Task to carry out >>
Scanning the entries below, copy every line that contains the word "struct".

Material for the task >>
######

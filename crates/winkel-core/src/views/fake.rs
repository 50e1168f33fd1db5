//! In-memory backend for view tests. Operations can be made to fail by name.

use std::cell::RefCell;
use std::collections::HashSet;

use crate::backend::Backend;
use crate::error::ApiError;
use crate::model::{Product, RowId, ShoppingList};

#[derive(Default)]
struct State {
    lists: Vec<ShoppingList>,
    products: Vec<Product>,
    next_id: i64,
    failing: HashSet<&'static str>,
    calls: Vec<String>,
}

#[derive(Default)]
pub(super) struct FakeBackend {
    state: RefCell<State>,
}

fn server_error() -> ApiError {
    ApiError::Http {
        status: 500,
        reason: "Internal Server Error".into(),
        body: String::new(),
    }
}

impl FakeBackend {
    pub fn with_list(self, name: &str) -> Self {
        {
            let mut s = self.state.borrow_mut();
            s.next_id += 1;
            let id = RowId::Int(s.next_id);
            s.lists.push(ShoppingList {
                id,
                name: name.to_string(),
            });
        }
        self
    }

    pub fn with_product(self, list_id: i64, name: &str, purchased: bool) -> Self {
        {
            let mut s = self.state.borrow_mut();
            s.next_id += 1;
            let id = RowId::Int(s.next_id);
            s.products.push(Product {
                id,
                name: name.to_string(),
                list_id: RowId::Int(list_id),
                purchased,
            });
        }
        self
    }

    pub fn fail(&self, op: &'static str) {
        self.state.borrow_mut().failing.insert(op);
    }

    pub fn calls(&self) -> Vec<String> {
        self.state.borrow().calls.clone()
    }

    pub fn purchased(&self, id: i64) -> Option<bool> {
        let id = RowId::Int(id);
        self.state
            .borrow()
            .products
            .iter()
            .find(|p| p.id == id)
            .map(|p| p.purchased)
    }

    pub fn list_count(&self) -> usize {
        self.state.borrow().lists.len()
    }

    fn enter(&self, op: &'static str) -> Result<std::cell::RefMut<'_, State>, ApiError> {
        let mut s = self.state.borrow_mut();
        s.calls.push(op.to_string());
        if s.failing.contains(op) {
            return Err(server_error());
        }
        Ok(s)
    }
}

impl Backend for FakeBackend {
    fn list_lists(&self) -> Result<Vec<ShoppingList>, ApiError> {
        Ok(self.enter("list_lists")?.lists.clone())
    }

    fn create_list(&self, name: &str) -> Result<ShoppingList, ApiError> {
        let mut s = self.enter("create_list")?;
        s.next_id += 1;
        let list = ShoppingList {
            id: RowId::Int(s.next_id),
            name: name.to_string(),
        };
        s.lists.push(list.clone());
        Ok(list)
    }

    fn delete_list(&self, id: &RowId) -> Result<(), ApiError> {
        self.enter("delete_list")?.lists.retain(|l| &l.id != id);
        Ok(())
    }

    fn list_products(&self, list_id: &RowId) -> Result<Vec<Product>, ApiError> {
        let s = self.enter("list_products")?;
        let products = s
            .products
            .iter()
            .filter(|p| &p.list_id == list_id)
            .cloned()
            .collect();
        Ok(products)
    }

    fn get_product(&self, id: &RowId) -> Result<Product, ApiError> {
        let s = self.enter("get_product")?;
        let found = s.products.iter().find(|p| &p.id == id).cloned();
        found.ok_or_else(|| ApiError::NotFound {
            kind: "product",
            id: id.to_string(),
        })
    }

    fn create_product(&self, name: &str, list_id: &RowId) -> Result<Product, ApiError> {
        let mut s = self.enter("create_product")?;
        s.next_id += 1;
        let product = Product {
            id: RowId::Int(s.next_id),
            name: name.to_string(),
            list_id: list_id.clone(),
            purchased: false,
        };
        s.products.push(product.clone());
        Ok(product)
    }

    fn set_purchased(&self, id: &RowId, purchased: bool) -> Result<(), ApiError> {
        let mut s = self.enter("set_purchased")?;
        if let Some(p) = s.products.iter_mut().find(|p| &p.id == id) {
            p.purchased = purchased;
        }
        Ok(())
    }

    fn delete_product(&self, id: &RowId) -> Result<(), ApiError> {
        self.enter("delete_product")?.products.retain(|p| &p.id != id);
        Ok(())
    }
}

######

Reply >>
struct State {
pub(super) struct FakeBackend {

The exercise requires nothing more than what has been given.